Kurz vor der Volksabstimmung am 13. Juni 2021 über die beiden extremen Agrar-Initiativen, die massive Einschränkungen oder Verbote für den Einsatz von Pflanzenschutzmitteln anstreben, wird der Abstimmungskampf zunehmend mit Emotionen statt mit Fakten geführt.

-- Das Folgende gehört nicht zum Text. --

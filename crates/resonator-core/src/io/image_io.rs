use std::path::Path;

use image::{GrayImage, ImageFormat, Luma, Rgb, RgbImage};
use ndarray::Array2;

use crate::error::Result;
use crate::frame::{ColorFrame, Frame};

/// Load an image file as a grayscale Frame.
pub fn load_image(path: &Path) -> Result<Frame> {
    let img = image::open(path)?;
    let gray = img.to_luma16();
    let (w, h) = gray.dimensions();
    let data = Array2::from_shape_fn((h as usize, w as usize), |(row, col)| {
        gray.get_pixel(col as u32, row as u32).0[0] as f32 / 65535.0
    });
    Ok(Frame::new(data, 16))
}

/// Convert a frame to an 8-bit grayscale image buffer.
pub fn to_gray_image(frame: &Frame) -> GrayImage {
    let mut img = GrayImage::new(frame.width() as u32, frame.height() as u32);
    for row in 0..frame.height() {
        for col in 0..frame.width() {
            let val = (frame.data[[row, col]].clamp(0.0, 1.0) * 255.0).round() as u8;
            img.put_pixel(col as u32, row as u32, Luma([val]));
        }
    }
    img
}

/// Convert a color frame to an 8-bit RGB image buffer.
pub fn to_rgb_image(frame: &ColorFrame) -> RgbImage {
    let mut img = RgbImage::new(frame.width() as u32, frame.height() as u32);
    for row in 0..frame.height() {
        for col in 0..frame.width() {
            let px = [0, 1, 2].map(|ch| (frame.data[[row, col, ch]].clamp(0.0, 1.0) * 255.0).round() as u8);
            img.put_pixel(col as u32, row as u32, Rgb(px));
        }
    }
    img
}

/// Save a color frame as 8-bit RGB PNG.
pub fn save_color_png(frame: &ColorFrame, path: &Path) -> Result<()> {
    to_rgb_image(frame).save_with_format(path, ImageFormat::Png)?;
    Ok(())
}
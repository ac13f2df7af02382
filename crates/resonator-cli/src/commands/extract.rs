use std::path::PathBuf;
use std::sync::Arc;

use anyhow::{Context, Result};
use clap::Args;
use resonator_core::io::output::OutputLocation;
use resonator_core::pipeline::config::ResonatorConfig;
use resonator_core::pipeline::run_resonator_reported;

use crate::progress::BarReporter;
use crate::summary::{print_config_summary, print_resonator_output};

#[derive(Args)]
pub struct ExtractArgs {
    /// Input video (SER, or mp4/avi/mov with the `opencv` feature)
    pub video: PathBuf,

    /// Config file (TOML)
    #[arg(long)]
    pub config: Option<PathBuf>,

    /// Directory for the sliced signal, preview and match image
    /// [default: <video dir>/<results_dir>]
    #[arg(short, long)]
    pub output_dir: Option<PathBuf>,
}

pub fn run(args: &ExtractArgs) -> Result<()> {
    let config = ResonatorConfig::load_or_default(args.config.as_deref())
        .context("Failed to load configuration")?;
    let dir = match &args.output_dir {
        Some(dir) => dir.clone(),
        None => args
            .video
            .parent()
            .map(|p| p.join(&config.output.results_dir))
            .unwrap_or_else(|| PathBuf::from(&config.output.results_dir)),
    };
    print_config_summary("Resonator Extract", &args.video, &config);

    let reporter = Arc::new(BarReporter::new());
    let output = run_resonator_reported(&args.video, &config, &OutputLocation::new(dir), reporter.clone())
        .with_context(|| format!("Failed to extract {}", args.video.display()))?;
    reporter.finish();

    print_resonator_output(&output);
    println!();
    Ok(())
}
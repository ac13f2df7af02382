use std::path::PathBuf;

use anyhow::{Context, Result};
use clap::Args;
use resonator_core::pipeline::config::{persist_calibration, Calibration};

#[derive(Args)]
pub struct CalibrateArgs {
    /// Slope from brightness to estimated cell loss
    #[arg(long)]
    pub alpha: f64,

    /// Offset from brightness to estimated cell loss
    #[arg(long)]
    pub beta: f64,

    /// Config file to update
    #[arg(long, default_value = "resonator.toml")]
    pub config: PathBuf,
}

pub fn run(args: &CalibrateArgs) -> Result<()> {
    let calibration = Calibration {
        alpha: args.alpha,
        beta: args.beta,
    };
    persist_calibration(&args.config, &calibration)
        .with_context(|| format!("Failed to update {}", args.config.display()))?;
    println!(
        "Calibration {} * x + {} saved to {}",
        calibration.alpha,
        calibration.beta,
        args.config.display()
    );
    Ok(())
}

Neuerliches Beispiel: Rückstände von Pflanzenschutz-Wirkstoffen in den Gehirnen krebskranker Kinder. Dabei schüren die Initianten die Furcht vor möglichen gesundheitlichen Auswirkungen der Wirkstoffe. Gezielt wurden die Resultate einer vorläufigen Studie gestreut, die bisher weder in einer anerkannten Fachzeitschrift veröffentlicht noch von Experten begutachtet wurde.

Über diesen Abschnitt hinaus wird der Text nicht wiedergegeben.